In quale ambiente familiare è cresciuto?
«Mi sento privilegiato, mi hanno sempre protetto e appoggiato. Ho respirato gastronomia dai primi momenti, dagli aspetti salutistici a quelli più professionali. L’esempio virtuoso di una famiglia dedita al buono».
Ma di cosa era ghiotto da bambino?
«Mia madre ci ha sempre servito un’insalata all’inizio del pasto: pranzo e cena, sempre. Me la sono fatta piacere. Ma già usava condimenti come aceto di mele e salsa di soja, chi li usava a quei tempi?».
Non mi ha risposto…
«Mi sono subito appassionato alla pasticceria, facevo i biscotti con la mamma, le infornate delle sfoglie. Ricordo il gusto del mestolo di legno quando cucinavamo le creme pasticcere.

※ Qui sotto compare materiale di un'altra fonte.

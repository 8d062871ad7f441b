//! Shutdown signalling shared by the worker loop and background tasks.

use std::future::Future;

use tokio::sync::watch;
use tracing::{error, info};

/// Create the shutdown channel. Send `true` to stop.
pub fn channel() -> (watch::Sender<bool>, watch::Receiver<bool>) {
    watch::channel(false)
}

/// Resolve once shutdown was requested or the sender is gone.
pub async fn wait_for_shutdown(rx: &mut watch::Receiver<bool>) {
    let _ = rx.wait_for(|stop| *stop).await;
}

/// Sleep for `period`, returning early on shutdown. `true` if shutting down.
pub async fn sleep_or_shutdown(period: std::time::Duration, rx: &mut watch::Receiver<bool>) -> bool {
    tokio::select! {
        biased;
        _ = wait_for_shutdown(rx) => true,
        _ = tokio::time::sleep(period) => false,
    }
}

/// Request shutdown once `signal` resolves.
///
/// If listening for the signal fails, the sender is held until the task is
/// dropped so the worker keeps running instead of stopping at boot.
pub async fn forward_signal<F>(signal: F, tx: watch::Sender<bool>)
where
    F: Future<Output = std::io::Result<()>>,
{
    match signal.await {
        Ok(()) => {
            info!("Received shutdown signal");
            let _ = tx.send(true);
        }
        Err(e) => {
            error!(error = %e, "Failed to listen for shutdown signal");
            std::future::pending::<()>().await;
        }
    }
}

#[cfg(test)]
mod tests {
    use super::*;
    use std::time::Duration;

    #[tokio::test(start_paused = true)]
    async fn test_sleep_is_cut_short_by_shutdown() {
        let (tx, mut rx) = channel();
        assert!(!sleep_or_shutdown(Duration::from_secs(1), &mut rx).await);

        tx.send(true).unwrap();
        assert!(sleep_or_shutdown(Duration::from_secs(3600), &mut rx).await);
    }

    #[tokio::test]
    async fn test_dropped_sender_counts_as_shutdown() {
        let (tx, mut rx) = channel();
        drop(tx);
        wait_for_shutdown(&mut rx).await;
    }

    #[tokio::test(start_paused = true)]
    async fn test_signal_requests_shutdown() {
        let (tx, mut rx) = channel();
        tokio::spawn(forward_signal(async { Ok(()) }, tx));
        wait_for_shutdown(&mut rx).await;
        assert!(*rx.borrow());
    }

    #[tokio::test(start_paused = true)]
    async fn test_failed_signal_listener_keeps_running() {
        let (tx, mut rx) = channel();
        let listener = tokio::spawn(forward_signal(
            async { Err(std::io::Error::other("no signal handler")) },
            tx,
        ));

        assert!(!sleep_or_shutdown(Duration::from_secs(3600), &mut rx).await);
        assert!(!*rx.borrow());
        assert!(!listener.is_finished());
        listener.abort();
    }
}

E l’angoscia dopo il disastro di Cernobyl, quando sembrava non ci fosse più latte».
Ma la facevano avvicinare al ristorante, i suoi?
«Sì sì, ero la mascotte. Sa, coi miei fratelli rubavano i biscotti».
E le merendine?
«Bandite, come tutti i cibi conezionati. Ho mangiato i primi gelati confezionati perché mi avevano tolto le tonsille. Che buoni…».
Ma a scuola cosa portava?
«La patata americana nella carta stagnola, le frutte, lo yoghurt fatto in casa, le brioche fresche…».
I cinque sensi applicati alla sua cucina?
«Il tema della sensorialità è sconosciuto, lo frequentiamo senza badarci. Il croccante ad esempio è una sensazione acustica. La vista non è legata solo al cromatismo ma anche alle forme geometriche; ad esempio, un piatto rotondo mette in evidenza le note dolci. E i suoni stimolano certe amplificazioni. L’olfatto è magico, il profumo ti porta in una realtà quasi trascendentale, insondabile. E’ la parte spirituale, invisibile. Il cibo ci parla, si racconta. La degustazione è la sintesi che arriva al sesto senso. Con la lentezza che serve».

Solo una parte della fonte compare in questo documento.